Crossing into our country without permission is an administrative infraction. That means if you have a speeding ticket, you've committed a crime that is more serious than entering our country illegally. Don't get me started about Ellis Island.

People are the ultimate survival resource, the ultimate stockpile. Leadership is the ultimate skill.

As far as "working out", it looks fine to me. But then I speak English. Habla-ing Spanish needs to be on your to-do list. You're being invaded, and you've already been overrun. (Don't be afraid, though, all the heavy lifting has already been done, and it's not nearly as dangerous as it was just twenty years ago to be a minority. It will be fairly easy to transition to it.) There's a bi-ligual school just down the block here, and if you can't run a basic computer now, you're at a serious disadvantage in the labor market. By 2025, you will be at an even more serious disadvantage if you only speak one language.


----------



## SOCOM42 (Nov 9, 2012)

i live in a libtard state, MA.

For a short time my kid went to a magnet school in Worcester, the classes were in ****!!!

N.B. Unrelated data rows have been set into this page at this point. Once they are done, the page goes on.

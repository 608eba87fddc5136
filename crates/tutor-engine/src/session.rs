//! The guided-solution state machine for simplification exercises.
//!
//! A session walks the learner through two checked steps: name the greatest
//! common divisor, then name the reduced fraction. Correct submissions
//! schedule a deferred advance so the positive feedback has time to render;
//! wrong submissions clear the offending input and wait for a retry.
//!
//! The step sequence is `GcdEntry -> ResultEntry -> Complete`, never
//! skipping, with `Complete` terminal until a new fraction is adopted
//! (which replaces the session wholesale).

use std::sync::atomic::{AtomicU64, Ordering};

use chrono::{DateTime, Utc};
use rand::Rng;
use serde::{Deserialize, Serialize};

use crate::rational::Fraction;

/// Monotonic id source so advance tokens from a superseded session can
/// never match tokens of its replacement.
static NEXT_SESSION_ID: AtomicU64 = AtomicU64::new(0);

// ============================================================================
// Step and Feedback
// ============================================================================

/// Current step of a guided simplification session.
#[derive(Debug, Clone, Copy, Default, PartialEq, Eq, Serialize, Deserialize)]
#[serde(rename_all = "snake_case")]
pub enum Step {
    /// Learner must name the greatest common divisor of both terms.
    #[default]
    GcdEntry,
    /// Learner must name the reduced numerator and denominator.
    ResultEntry,
    /// The exercise is solved; only "new problem" remains.
    Complete,
}

impl Step {
    /// Returns `true` if this step is the terminal one.
    #[must_use]
    pub const fn is_terminal(&self) -> bool {
        matches!(self, Self::Complete)
    }
}

/// Result of the last checked submission, for display purposes.
#[derive(Debug, Clone, Copy, Default, PartialEq, Eq, Serialize, Deserialize)]
#[serde(rename_all = "snake_case")]
pub enum Feedback {
    /// Nothing has been checked since the last transition.
    #[default]
    None,
    /// The last submission was right.
    Correct,
    /// The last submission was wrong; the learner may retry.
    Incorrect,
}

// ============================================================================
// Deferred advance
// ============================================================================

/// Handle for a scheduled step advance.
///
/// A correct submission returns a token; the driver waits the feedback
/// delay, then calls [`ExerciseSession::advance`] with it. Tokens are
/// single-use and scoped to the session that issued them: once consumed,
/// or once the session is superseded, they no longer match, making the
/// timed transition idempotent.
#[derive(Debug, Clone, Copy, PartialEq, Eq)]
pub struct AdvanceToken {
    session: u64,
    seq: u64,
}

/// Outcome of submitting an answer to the current step.
#[derive(Debug, Clone, Copy, PartialEq, Eq)]
pub enum SubmitOutcome {
    /// Correct; the returned token advances the session after the feedback
    /// delay.
    Accepted(AdvanceToken),
    /// Wrong or unparsable; input cleared, state unchanged.
    Rejected,
    /// Not checked: the session is complete, mid-advance, or the
    /// submission targeted a different step.
    Ignored,
}

// ============================================================================
// Confetti
// ============================================================================

/// Number of decorative pieces emitted when an exercise is solved.
pub const CONFETTI_COUNT: usize = 50;

/// Upper bound (exclusive) on a piece's fall delay, in seconds.
pub const CONFETTI_MAX_DELAY_SECS: f32 = 2.0;

/// Bounds on a piece's fall duration, in seconds.
pub const CONFETTI_MIN_DURATION_SECS: f32 = 2.0;
/// Upper bound (exclusive) on a piece's fall duration, in seconds.
pub const CONFETTI_MAX_DURATION_SECS: f32 = 5.0;

/// One decorative falling piece. Purely cosmetic; carries no exercise
/// state.
#[derive(Debug, Clone, Copy, PartialEq, Serialize, Deserialize)]
pub struct ConfettiPiece {
    /// Horizontal position as a percentage of the viewport, in [0, 100).
    pub x_percent: f32,
    /// Seconds before the piece starts falling, in [0, 2).
    pub delay_secs: f32,
    /// Seconds the fall takes, in [2, 5).
    pub duration_secs: f32,
}

/// Produces a full batch of [`CONFETTI_COUNT`] random pieces.
pub fn confetti_burst<R: Rng>(rng: &mut R) -> Vec<ConfettiPiece> {
    (0..CONFETTI_COUNT)
        .map(|_| ConfettiPiece {
            x_percent: rng.gen_range(0.0..100.0),
            delay_secs: rng.gen_range(0.0..CONFETTI_MAX_DELAY_SECS),
            duration_secs: rng.gen_range(CONFETTI_MIN_DURATION_SECS..CONFETTI_MAX_DURATION_SECS),
        })
        .collect()
}

// ============================================================================
// ExerciseSession
// ============================================================================

/// State for one guided simplification exercise.
///
/// Created fresh whenever a fraction is adopted (generated or decoded from
/// a share link) and replaced in full for the next exercise.
#[derive(Debug, Clone)]
pub struct ExerciseSession {
    id: u64,
    fraction: Fraction,
    divisor: u32,
    reduced: Fraction,
    step: Step,
    feedback: Feedback,
    gcd_input: String,
    result_num_input: String,
    result_den_input: String,
    pending_advance: Option<AdvanceToken>,
    next_seq: u64,
    confetti: Vec<ConfettiPiece>,
    started_at: DateTime<Utc>,
}

impl ExerciseSession {
    /// Starts a session over the given fraction at the `GcdEntry` step.
    #[must_use]
    pub fn new(fraction: Fraction) -> Self {
        Self {
            id: NEXT_SESSION_ID.fetch_add(1, Ordering::Relaxed),
            fraction,
            divisor: fraction.divisor(),
            reduced: fraction.reduced(),
            step: Step::GcdEntry,
            feedback: Feedback::None,
            gcd_input: String::new(),
            result_num_input: String::new(),
            result_den_input: String::new(),
            pending_advance: None,
            next_seq: 0,
            confetti: Vec::new(),
            started_at: Utc::now(),
        }
    }

    /// The fraction being simplified.
    #[must_use]
    pub const fn fraction(&self) -> Fraction {
        self.fraction
    }

    /// The greatest common divisor the learner must find.
    #[must_use]
    pub const fn divisor(&self) -> u32 {
        self.divisor
    }

    /// The fraction in lowest terms.
    #[must_use]
    pub const fn reduced(&self) -> Fraction {
        self.reduced
    }

    /// The current step.
    #[must_use]
    pub const fn step(&self) -> Step {
        self.step
    }

    /// Feedback from the most recent checked submission.
    #[must_use]
    pub const fn feedback(&self) -> Feedback {
        self.feedback
    }

    /// The raw divisor input buffer.
    #[must_use]
    pub fn gcd_input(&self) -> &str {
        &self.gcd_input
    }

    /// The raw reduced-fraction input buffers (numerator, denominator).
    #[must_use]
    pub fn result_input(&self) -> (&str, &str) {
        (&self.result_num_input, &self.result_den_input)
    }

    /// Token of the advance currently awaiting its delay, if any.
    #[must_use]
    pub const fn pending_advance(&self) -> Option<AdvanceToken> {
        self.pending_advance
    }

    /// Decorative pieces emitted by the completing submission.
    #[must_use]
    pub fn confetti(&self) -> &[ConfettiPiece] {
        &self.confetti
    }

    /// When this session was created.
    #[must_use]
    pub const fn started_at(&self) -> DateTime<Utc> {
        self.started_at
    }

    /// Returns `true` if the adopted fraction was already in simplest form.
    ///
    /// The generator never produces such a fraction, but a hand-edited
    /// share link can. The session still runs (the correct divisor answer
    /// is 1); the front-end should surface an informational notice.
    #[must_use]
    pub const fn is_already_reduced(&self) -> bool {
        self.divisor <= 1
    }

    /// Checks a divisor submission against the true greatest common
    /// divisor.
    ///
    /// Only the exact gcd is accepted; a common-but-not-greatest divisor is
    /// wrong. Unparsable input counts as a wrong answer, not an error. A
    /// submission made while an advance is pending, or outside the
    /// `GcdEntry` step, is ignored.
    pub fn submit_gcd(&mut self, raw: &str) -> SubmitOutcome {
        if self.step != Step::GcdEntry || self.pending_advance.is_some() {
            return SubmitOutcome::Ignored;
        }

        self.gcd_input = raw.trim().to_string();
        match self.gcd_input.parse::<u32>() {
            Ok(candidate) if candidate == self.divisor => {
                self.feedback = Feedback::Correct;
                SubmitOutcome::Accepted(self.schedule_advance())
            }
            _ => {
                tracing::debug!(input = %self.gcd_input, "divisor submission rejected");
                self.feedback = Feedback::Incorrect;
                self.gcd_input.clear();
                SubmitOutcome::Rejected
            }
        }
    }

    /// Checks a reduced-fraction submission.
    ///
    /// Both terms must match the reduced form exactly; an equal-but-
    /// unreduced pair is rejected. On success a confetti batch is emitted
    /// and an advance to `Complete` is scheduled. Mirrors
    /// [`ExerciseSession::submit_gcd`] for ignoring and rejection rules.
    pub fn submit_result<R: Rng>(
        &mut self,
        raw_numerator: &str,
        raw_denominator: &str,
        rng: &mut R,
    ) -> SubmitOutcome {
        if self.step != Step::ResultEntry || self.pending_advance.is_some() {
            return SubmitOutcome::Ignored;
        }

        self.result_num_input = raw_numerator.trim().to_string();
        self.result_den_input = raw_denominator.trim().to_string();

        let parsed = (
            self.result_num_input.parse::<u32>(),
            self.result_den_input.parse::<u32>(),
        );
        match parsed {
            (Ok(n), Ok(d)) if n == self.reduced.numerator && d == self.reduced.denominator => {
                self.feedback = Feedback::Correct;
                self.confetti = confetti_burst(rng);
                SubmitOutcome::Accepted(self.schedule_advance())
            }
            _ => {
                tracing::debug!(
                    numerator = %self.result_num_input,
                    denominator = %self.result_den_input,
                    "reduced-fraction submission rejected"
                );
                self.feedback = Feedback::Incorrect;
                self.result_num_input.clear();
                self.result_den_input.clear();
                SubmitOutcome::Rejected
            }
        }
    }

    /// Performs the deferred transition for a previously accepted
    /// submission.
    ///
    /// Returns `true` if the token matched and the session advanced. A
    /// stale or foreign token is a no-op, so firing the same timer twice
    /// (or after a reset) cannot double-advance.
    pub fn advance(&mut self, token: AdvanceToken) -> bool {
        if self.pending_advance != Some(token) {
            return false;
        }
        self.pending_advance = None;
        self.feedback = Feedback::None;
        self.step = match self.step {
            Step::GcdEntry => Step::ResultEntry,
            Step::ResultEntry | Step::Complete => Step::Complete,
        };
        true
    }

    fn schedule_advance(&mut self) -> AdvanceToken {
        let token = AdvanceToken {
            session: self.id,
            seq: self.next_seq,
        };
        self.next_seq += 1;
        self.pending_advance = Some(token);
        token
    }
}

// ============================================================================
// Tests
// ============================================================================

They did not bother instructing in English, WTF?

In 8 weeks she learned ****!!! Smart kid.

Why were the kids not taught in English???

Friggen libtards.


----------



## Kauboy (May 12, 2014)

Jammer Six said:


> Crossing into our country without permission is an administrative infraction. That means if you have a speeding ticket, you've committed a crime that is more serious than entering our country illegally.


Where in the world do you get this crap?
An "infraction" would be something like violating a city ordinance.
We're talking about federal law being broken.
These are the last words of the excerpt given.